### Work item
Scan the records for the string "bool" and copy every line that holds it.
──────────────────────────────
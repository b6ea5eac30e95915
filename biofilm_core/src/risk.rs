//! Risk resolution.
//!
//! An upstream score attached to the reading is authoritative. Without one,
//! the additive heuristic below is used. The heuristic must stay bit-for-bit
//! stable: historical data was labelled with it.
//!
//! ```text
//! score = 10
//!   + 20  if 20 < temperature < 35      (+10 if temperature >= 35)
//!   + 20  if 6.5 < pH < 8.0
//!   + 25  if turbidity > 5
//!   + 25  if flow < 10
//!   + 10  if tds > 500
//! clamped to [0, 100]
//! ```
//!
//! Unavailable measurements never add to the score.

use crate::reading::SensorReading;

pub const MIN_SCORE: f64 = 0.0;
pub const MAX_SCORE: f64 = 100.0;

const BASE: f64 = 10.0;

#[derive(Debug, Clone, Copy, PartialEq, Eq)]
pub enum RiskSource {
    External,
    Heuristic,
}

impl RiskSource {
    pub fn as_str(&self) -> &'static str {
        match self {
            RiskSource::External => "external",
            RiskSource::Heuristic => "heuristic",
        }
    }
}

/// Coarse label shared with the acquisition side (`LOW`/`MEDIUM`/`HIGH`, codes 1..=3).
#[derive(Debug, Clone, Copy, PartialEq, Eq, PartialOrd, Ord)]
pub enum RiskLevel {
    Low,
    Medium,
    High,
}

impl RiskLevel {
    pub fn from_score(score: f64) -> Self {
        if score < 30.0 {
            RiskLevel::Low
        } else if score < 60.0 {
            RiskLevel::Medium
        } else {
            RiskLevel::High
        }
    }

    pub fn code(&self) -> u8 {
        match self {
            RiskLevel::Low => 1,
            RiskLevel::Medium => 2,
            RiskLevel::High => 3,
        }
    }

    pub fn as_str(&self) -> &'static str {
        match self {
            RiskLevel::Low => "LOW",
            RiskLevel::Medium => "MEDIUM",
            RiskLevel::High => "HIGH",
        }
    }
}

/// Resolved risk for one cycle. `score` is always within [0, 100].
#[derive(Debug, Clone, Copy, PartialEq)]
pub struct RiskAssessment {
    pub score: f64,
    pub source: RiskSource,
}

impl RiskAssessment {
    pub fn level(&self) -> RiskLevel {
        RiskLevel::from_score(self.score)
    }
}

/// Clamp into [0, 100]. NaN maps to 0.
#[inline]
pub fn clamp_score(x: f64) -> f64 {
    if x.is_nan() {
        return MIN_SCORE;
    }
    x.clamp(MIN_SCORE, MAX_SCORE)
}

#[inline]
fn is(v: Option<f64>, pred: impl Fn(f64) -> bool) -> bool {
    v.is_some_and(pred)
}

/// Local additive heuristic, already clamped.
pub fn heuristic_score(r: &SensorReading) -> f64 {
    let mut score = BASE;
    if is(r.temperature(), |t| t > 20.0 && t < 35.0) {
        score += 20.0;
    } else if is(r.temperature(), |t| t >= 35.0) {
        score += 10.0;
    }
    if is(r.ph(), |p| p > 6.5 && p < 8.0) {
        score += 20.0;
    }
    if is(r.turbidity(), |t| t > 5.0) {
        score += 25.0;
    }
    if is(r.flow(), |f| f < 10.0) {
        score += 25.0;
    }
    if is(r.tds(), |t| t > 500.0) {
        score += 10.0;
    }
    clamp_score(score)
}

/// Prefer the upstream score; fall back to the heuristic.
pub fn resolve(r: &SensorReading) -> RiskAssessment {
    match r.external_risk() {
        Some(ext) => RiskAssessment {
            score: clamp_score(ext),
            source: RiskSource::External,
        },
        None => RiskAssessment {
            score: heuristic_score(r),
            source: RiskSource::Heuristic,
        },
    }
}
use biofilm_core::mocks::{RecordingNotifier, SilentNotifier};
use biofilm_core::{AlertCfg, AlertOutcome, AlertState, AlertThrottle};
use biofilm_traits::Notifier;
use std::time::Duration;

const MIN: i64 = 60_000;

fn throttle() -> AlertThrottle {
    AlertThrottle::new(AlertCfg::default())
}

#[test]
fn threshold_is_strict() {
    let mut n = RecordingNotifier::default();
    let mut s = AlertState::default();
    assert_eq!(throttle().observe(80.0, 0, &mut s, &mut n), AlertOutcome::BelowThreshold);
    assert_eq!(n.count(), 0);
    assert_eq!(throttle().observe(80.1, 0, &mut s, &mut n), AlertOutcome::Fired);
}

#[test]
fn at_most_one_alert_per_cooldown() {
    let t = throttle();
    let mut n = RecordingNotifier::default();
    let mut s = AlertState::default();
    let mut fired_at = Vec::new();
    // A sustained high-risk stream, one tick every 10 minutes for two hours
    for tick in 0..=12 {
        let now = tick * 10 * MIN;
        if t.observe(85.0, now, &mut s, &mut n) == AlertOutcome::Fired {
            fired_at.push(now);
        }
    }
    assert_eq!(fired_at, vec![0, 70 * MIN]);
    assert_eq!(n.count(), 2);
}

#[test]
fn exact_cooldown_boundary_is_still_suppressed() {
    let t = throttle();
    let mut n = RecordingNotifier::default();
    let mut s = AlertState {
        last_alert_ms: Some(0),
    };
    assert_eq!(
        t.observe(90.0, 60 * MIN, &mut s, &mut n),
        AlertOutcome::Suppressed { remaining_ms: 1 }
    );
    assert_eq!(t.observe(90.0, 60 * MIN + 1, &mut s, &mut n), AlertOutcome::Fired);
}

#[test]
fn unavailable_channel_does_not_record() {
    let mut s = AlertState::default();
    let mut n = SilentNotifier;
    assert_eq!(throttle().observe(95.0, 0, &mut s, &mut n), AlertOutcome::Unavailable);
    assert_eq!(s.last_alert_ms, None);
}

struct Flaky;

impl Notifier for Flaky {
    fn is_available(&self) -> bool {
        true
    }
    fn notify(
        &mut self,
        _title: &str,
        _body: &str,
    ) -> Result<(), Box<dyn std::error::Error + Send + Sync>> {
        Err("permission revoked".into())
    }
}

#[test]
fn failed_delivery_leaves_state_untouched() {
    let mut s = AlertState::default();
    let out = throttle().observe(95.0, 0, &mut s, &mut Flaky);
    assert_eq!(out, AlertOutcome::Failed("permission revoked".to_string()));
    assert_eq!(s.last_alert_ms, None);
}

#[test]
fn custom_threshold_and_cooldown() {
    let t = AlertThrottle::new(AlertCfg {
        threshold: 50.0,
        cooldown: Duration::from_secs(60),
    });
    let mut n = RecordingNotifier::default();
    let mut s = AlertState::default();
    assert_eq!(t.observe(55.0, 0, &mut s, &mut n), AlertOutcome::Fired);
    assert_eq!(t.cooldown_remaining(&s, 30_000), 30_000);
    assert_eq!(t.observe(55.0, 61_000, &mut s, &mut n), AlertOutcome::Fired);
    assert!(n.sent()[0].contains("55%"));
}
──────────────────────────────
### Task solution
fn is(v: Option<f64>, pred: impl Fn(f64) -> bool) -> bool {
    fn is_available(&self) -> bool {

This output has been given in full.